Five Dutch floriculture companies are going to develop a sustainable large-scale horticultural area in the Ethiopian Kunzila area, with the support of the Netherlands Embassy in Addis Ababa and the Netherlands Enterprise Agency (RVO.nl) programmes DGGF and GRO. The project sets an example for food-producing farmers: it can enhance the productivity and food security with minimal negative impact on the local community, nature and climate.
The Dutch flower industry is very well represented in Ethiopia. A consortium of Dutch flower companies is on the verge of expanding their production area with another 500 acres in Kunzila to grow roses, summer flowers and cuttings. A development of the surrounding area is foreseen with involvement of the local population through multi-stakeholder dialogues. RVO.nl team Sustainable Territorial Development (GRO) coordinates between the investors and the local context to ensure that the proposed investment has a positive impact on inclusive development, food security, market access and climate resilience and does not lead to violations of human and land rights. One of the companies receives financing through the Dutch Good Growth Fund.
Example for future investments
The Kunzila project is still in its development phase, but has the potential to be an example for future large-scale agricultural investments. Ethiopia is, just like other parts of Africa, full of business opportunities for investors from the Netherlands, and full of possibilities to have a positive impact on nature and community. Kunzila combines these opportunities to create a win-win situation for the Netherlands and Ethiopia; an initiative that fits well within the Dutch policy priorities for developing countries.
Market access improves
The new investments will generate new infrastructure, like asphalt roads and electricity, substantially improving market access for the local community. The local farmers will also get easy access to a large commercial network for better seeds and agricultural inputs.
By implementing drip irrigation, farmers will be more self-sufficient in water use and be able to harvest not only once, but twice or three times a year. Additionally integrated pest management (IPM) will be introduced; a technique that will make the use of chemical pesticides redundant.
Ideal location for floriculture
Kunzila, the location of the investment project, is situated next to Lake Tana, in the east of Ethiopia. Lake Tana is the largest lake of Ethiopia. The ground is very fertile and the international airport is closeby. These factors in combination with the favorable climate, make this location ideal for floriculture.
Ethiopia is vulnerable to climate change. A large part of the population lives in the rural areas, being depend on small-scale agriculture and rain water. The persistent drought can be disastrous for the small-scale farmers, as they often have no alternative income. Besides these humanitarian consequences, changes in the rain patterns have a big impact on the local economies.
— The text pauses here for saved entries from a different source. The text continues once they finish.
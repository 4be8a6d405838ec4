use dokan_db::{connect, migrations, DbPool, DemoSeedDataset, SeedResult};

use crate::commands::{prepare, CommandResult, StepFailure};

pub fn run() -> CommandResult {
    CommandResult::from_step("seed", seed())
}

fn seed() -> Result<String, StepFailure> {
    let (config, runtime) = prepare()?;

    let seeded = runtime.block_on(async {
        let pool = connect(&config.database).await.map_err(StepFailure::db_connectivity)?;
        let seeded = load_and_verify(&pool).await;
        pool.close().await;
        seeded
    })?;

    Ok(format!(
        "demo merchant `{}` seeded with {} catalog product(s)",
        seeded.merchant_id, seeded.products_seeded
    ))
}

async fn load_and_verify(pool: &DbPool) -> Result<SeedResult, StepFailure> {
    migrations::run_pending(pool).await.map_err(StepFailure::migration)?;

    let seeded = DemoSeedDataset::load(pool)
        .await
        .map_err(|error| StepFailure::new("seed_execution", error.to_string(), 5))?;
    let verification = DemoSeedDataset::verify(pool)
        .await
        .map_err(|error| StepFailure::new("seed_verification", error.to_string(), 6))?;

    if !verification.all_present {
        let failed_checks = verification
            .checks
            .iter()
            .filter_map(|(check, passed)| (!passed).then_some(*check))
            .collect::<Vec<_>>();
        return Err(StepFailure::new("seed_verification", verification_failure(&failed_checks), 6));
    }
    Ok(seeded)
}

fn verification_failure(failed_checks: &[&str]) -> String {
    if failed_checks.is_empty() {
        "demo data did not load completely".to_string()
    } else {
        format!("demo data missing after seed: {}", failed_checks.join(", "))
    }
}
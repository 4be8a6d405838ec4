use std::collections::HashMap;
use std::fmt;

use serde::{Deserialize, Serialize};
use thiserror::Error;

use crate::commerce::catalog::Catalog;
use crate::domain::order::OrderLine;
use crate::domain::product::ProductId;
use crate::domain::session::LineItem;

#[derive(Clone, Debug, PartialEq, Eq, Serialize, Deserialize)]
pub struct StockShortfall {
    pub product_name: String,
    pub requested: u32,
    pub available: u32,
}

/// One product's share of a reservation. The write takes `quantity` relative to whatever is
/// stored; `previous_stock` and `new_stock` record the levels seen at validation.
#[derive(Clone, Debug, PartialEq, Eq, Serialize, Deserialize)]
pub struct StockMutation {
    pub product_id: ProductId,
    pub product_name: String,
    pub quantity: u32,
    pub previous_stock: u32,
    pub new_stock: u32,
}

#[derive(Clone, Debug, PartialEq, Eq, Serialize, Deserialize)]
pub struct MutationOutcome {
    pub product_name: String,
    pub succeeded: bool,
    pub detail: Option<String>,
}

#[derive(Clone, Debug, PartialEq, Eq, Serialize, Deserialize)]
pub struct ReservationPlan {
    pub lines: Vec<OrderLine>,
    pub mutations: Vec<StockMutation>,
}

#[derive(Clone, Debug, Error, PartialEq, Eq, Serialize, Deserialize)]
pub enum ReservationFailure {
    #[error("product not found in catalog: {name}")]
    ProductNotFound { name: String },
    #[error("stock conflict: {}", StockConflictSummary(.out_of_stock, .insufficient))]
    StockConflict { out_of_stock: Vec<String>, insufficient: Vec<StockShortfall> },
    #[error("stock update failed for {} item(s)", failed_count(.outcomes))]
    MutationFailed { outcomes: Vec<MutationOutcome> },
}

struct StockConflictSummary<'a>(&'a [String], &'a [StockShortfall]);

impl fmt::Display for StockConflictSummary<'_> {
    fn fmt(&self, f: &mut fmt::Formatter<'_>) -> fmt::Result {
        let mut parts =
            self.0.iter().map(|name| format!("{name} out of stock")).collect::<Vec<_>>();
        parts.extend(self.1.iter().map(|shortfall| {
            format!(
                "{} requested {} available {}",
                shortfall.product_name, shortfall.requested, shortfall.available
            )
        }));
        f.write_str(&parts.join("; "))
    }
}

fn failed_count(outcomes: &[MutationOutcome]) -> usize {
    outcomes.iter().filter(|outcome| !outcome.succeeded).count()
}

/// Validates every line item against the catalog and returns the stock writes that would
/// reserve them. Unknown products fail immediately; stock problems are collected across
/// the whole order so they can be reported together.
pub fn plan_reservation(
    catalog: &Catalog,
    items: &[LineItem],
) -> Result<ReservationPlan, ReservationFailure> {
    let mut lines = Vec::with_capacity(items.len());
    let mut demand: Vec<(ProductId, u32)> = Vec::new();
    let mut demand_index: HashMap<ProductId, usize> = HashMap::new();

    for item in items {
        let Some(product) = catalog.match_name(&item.product_name) else {
            return Err(ReservationFailure::ProductNotFound { name: item.product_name.clone() });
        };

        lines.push(OrderLine {
            product_id: product.id.clone(),
            product_name: product.name.clone(),
            quantity: item.quantity,
            unit_price: product.price,
        });

        match demand_index.get(&product.id) {
            Some(&index) => demand[index].1 = demand[index].1.saturating_add(item.quantity),
            None => {
                demand_index.insert(product.id.clone(), demand.len());
                demand.push((product.id.clone(), item.quantity));
            }
        }
    }

    let mut out_of_stock = Vec::new();
    let mut insufficient = Vec::new();
    let mut mutations = Vec::with_capacity(demand.len());

    for (product_id, requested) in demand {
        let Some(product) = catalog.find(&product_id) else {
            continue;
        };

        if !product.is_sellable() {
            out_of_stock.push(product.name.clone());
        } else if product.stock < requested {
            insufficient.push(StockShortfall {
                product_name: product.name.clone(),
                requested,
                available: product.stock,
            });
        } else {
            mutations.push(StockMutation {
                product_id: product.id.clone(),
                product_name: product.name.clone(),
                quantity: requested,
                previous_stock: product.stock,
                new_stock: product.stock.saturating_sub(requested),
            });
        }
    }

    if !out_of_stock.is_empty() || !insufficient.is_empty() {
        return Err(ReservationFailure::StockConflict { out_of_stock, insufficient });
    }

    Ok(ReservationPlan { lines, mutations })
}
use chrono::NaiveDate;
use clap::{Parser, Subcommand};
use coupon_core::{
    Clock, CouponService, FixedClock, GeneratorConfig, Response, Result, SystemClock,
    parse_code, validate_code_format,
};
use serde_json::json;
use std::io;
use std::path::PathBuf;
use std::process::ExitCode;
use tracing::level_filters::LevelFilter;
use tracing_subscriber::EnvFilter;
use tracing_subscriber::fmt::time::ChronoLocal;

#[derive(Parser)]
#[command(name = "coupon")]
#[command(about = "Generate and inspect coupon codes like CP2106-ABC123")]
struct Cli {
    #[command(subcommand)]
    command: Commands,

    /// TOML file with default prefix, action, count and batch limits
    #[arg(long, short, global = true)]
    config: Option<PathBuf>,

    /// Stamp codes with this date (YYYY-MM-DD) instead of today
    #[arg(long, global = true, value_parser = parse_date)]
    date: Option<NaiveDate>,
}

#[derive(Subcommand)]
enum Commands {
    /// Run a JSON request through the callback handler
    Handle {
        /// Request JSON; read from stdin when omitted
        request: Option<String>,
    },
    /// Generate one code, or a batch when --count is given
    Generate {
        /// Code prefix
        #[arg(long, short)]
        prefix: Option<String>,
        /// Number of unique codes to generate
        #[arg(long, short = 'n', allow_negative_numbers = true)]
        count: Option<i64>,
    },
    /// Check a code against the expected format
    Validate {
        /// Code to check
        code: String,
        /// Expected prefix
        #[arg(long, short)]
        prefix: Option<String>,
    },
    /// Split a code into prefix, date, letters and numbers
    Parse {
        /// Code to split
        code: String,
    },
    /// Run the sample single and batch requests
    Demo,
}

fn main() -> ExitCode {
    init_logging();
    let cli = Cli::parse();

    match run_command(cli) {
        Ok(code) => code,
        Err(e) => {
            eprintln!("Error: {}", e);
            ExitCode::FAILURE
        }
    }
}

fn init_logging() {
    let filter = EnvFilter::builder()
        .with_default_directive(LevelFilter::WARN.into())
        .from_env_lossy();

    tracing_subscriber::fmt()
        .with_timer(ChronoLocal::new("%Y-%m-%d %H:%M:%S".to_string()))
        .with_env_filter(filter)
        .with_writer(io::stderr)
        .init();
}

fn parse_date(s: &str) -> std::result::Result<NaiveDate, String> {
    NaiveDate::parse_from_str(s, "%Y-%m-%d").map_err(|e| format!("expected YYYY-MM-DD: {e}"))
}

fn run_command(cli: Cli) -> Result<ExitCode> {
    let config = match &cli.config {
        Some(path) => GeneratorConfig::load(path)?,
        None => GeneratorConfig::default(),
    };

    match cli.date {
        Some(date) => dispatch(cli.command, config, FixedClock(date)),
        None => dispatch(cli.command, config, SystemClock),
    }
}

fn dispatch<C: Clock>(command: Commands, config: GeneratorConfig, clock: C) -> Result<ExitCode> {
    let mut service = CouponService::with_sources(config, clock, rand::rng());

    match command {
        Commands::Handle { request } => {
            let request = match request {
                Some(request) => request,
                None => io::read_to_string(io::stdin())?,
            };
            Ok(print_response(&service.respond(request)))
        }
        Commands::Generate { prefix, count } => {
            let prefix = prefix.unwrap_or_else(|| service.config().default_prefix.clone());
            let request = match count {
                Some(count) => {
                    json!({"action": "generate_multiple", "count": count, "prefix": prefix})
                }
                None => json!({"action": "generate_single", "prefix": prefix}),
            };
            Ok(print_response(&service.respond(request)))
        }
        Commands::Validate { code, prefix } => {
            let prefix = prefix.unwrap_or_else(|| service.config().default_prefix.clone());
            if validate_code_format(&code, &prefix) {
                println!("valid");
                Ok(ExitCode::SUCCESS)
            } else {
                println!("invalid");
                Ok(ExitCode::FAILURE)
            }
        }
        Commands::Parse { code } => match parse_code(&code) {
            Ok(parsed) => {
                println!("{}", serde_json::to_string_pretty(&parsed)?);
                Ok(ExitCode::SUCCESS)
            }
            Err(e) => {
                eprintln!("Error: {}", e);
                Ok(ExitCode::FAILURE)
            }
        },
        Commands::Demo => {
            let single = service.respond(json!({"action": "generate_single", "prefix": "CP"}));
            println!("Результат для Salebot:");
            println!("{}", single.to_json());

            let multiple = service.respond(json!({
                "action": "generate_multiple",
                "count": 5,
                "prefix": "QR"
            }));
            println!("\nРезультат генерации нескольких кодов:");
            println!("{}", multiple.to_json());

            Ok(exit_code(single.is_success() && multiple.is_success()))
        }
    }
}

fn print_response(response: &Response) -> ExitCode {
    println!("{}", response.to_json());
    exit_code(response.is_success())
}

fn exit_code(success: bool) -> ExitCode {
    if success {
        ExitCode::SUCCESS
    } else {
        ExitCode::FAILURE
    }
}
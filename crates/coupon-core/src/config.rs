use crate::Result;
use crate::handler::Action;
use serde::{Deserialize, Serialize};
use std::fs;
use std::path::Path;

/// Defaults applied to requests that leave a key out, plus batch limits.
#[derive(Debug, Clone, PartialEq, Serialize, Deserialize)]
#[serde(default)]
pub struct GeneratorConfig {
    pub default_prefix: String,
    pub default_action: Action,
    pub default_count: i64,
    /// Upper bound on generator calls in one batch. Unbounded when unset.
    pub max_attempts: Option<u64>,
}

impl Default for GeneratorConfig {
    fn default() -> Self {
        GeneratorConfig {
            default_prefix: "CP".to_string(),
            default_action: Action::GenerateSingle,
            default_count: 1,
            max_attempts: None,
        }
    }
}

impl GeneratorConfig {
    /// Load a TOML config file. Keys that are absent keep their defaults.
    pub fn load(path: impl AsRef<Path>) -> Result<Self> {
        let content = fs::read_to_string(path)?;
        let config: GeneratorConfig = toml::from_str(&content)?;
        tracing::debug!(?config, "loaded generator config");
        Ok(config)
    }
}
use chrono::{Local, NaiveDate};

/// Source of the calendar date stamped into every code.
pub trait Clock {
    fn today(&self) -> NaiveDate;
}

/// Reads the local wall-clock date.
#[derive(Debug, Clone, Copy, Default)]
pub struct SystemClock;

impl Clock for SystemClock {
    fn today(&self) -> NaiveDate {
        Local::now().date_naive()
    }
}

/// Always reports the same date. Used by tests and by `coupon --date`.
#[derive(Debug, Clone, Copy)]
pub struct FixedClock(pub NaiveDate);

impl Clock for FixedClock {
    fn today(&self) -> NaiveDate {
        self.0
    }
}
Climate change and harmful agricultural practices lead to land degradation and desertification. Land degradation loses large amounts of CO2, which causes even more problems. The Dutch agricultural sector has a large presence in Ethiopia with an ample amount of experience in climate smart agriculture, so the Netherlands is in a unique position to contribute to a sustainable solution to these issues.
One of the Dutch agricultural sector’s expertise is circular agriculture. Compost from the flower growers is being used to improve the ground structure of the surrounding farms. During the wet season the Dutch entrepreneurs will harvest rainwater and waste water will be purified by helophyte filters, so the farmers can use this water for irrigation of their land.
These techniques and other agricultural expertise will be shared in a center of expertise, which will be initiated by the Dutch entrepreneurs to share information about farming techniques like integrated pest management, responsible land use and fertilisation for optimal productivity.
Positive impact on food security
By improving seed quality and the implementation of drip irrigation, Ethiopian farmers in the surrounding community will be able to double their productivity. They will be able to harvest more frequently and the chances of a good harvest will increase. Additionally they will be less dependent on the weather. These advantages and the improved infrastructure will enable farmers to sell their products on the local market and possibly on the international market.
Opportunities for Dutch companies
By the improved crop protection and the circular practices by the investors and the surrounding area, the whole area will be more sustainable. Land degradation can be prevented and the water quality of Lake Tana can be preserved. This doesn’t only make the land resilient against climate change, but also mitigates the effects of climate change.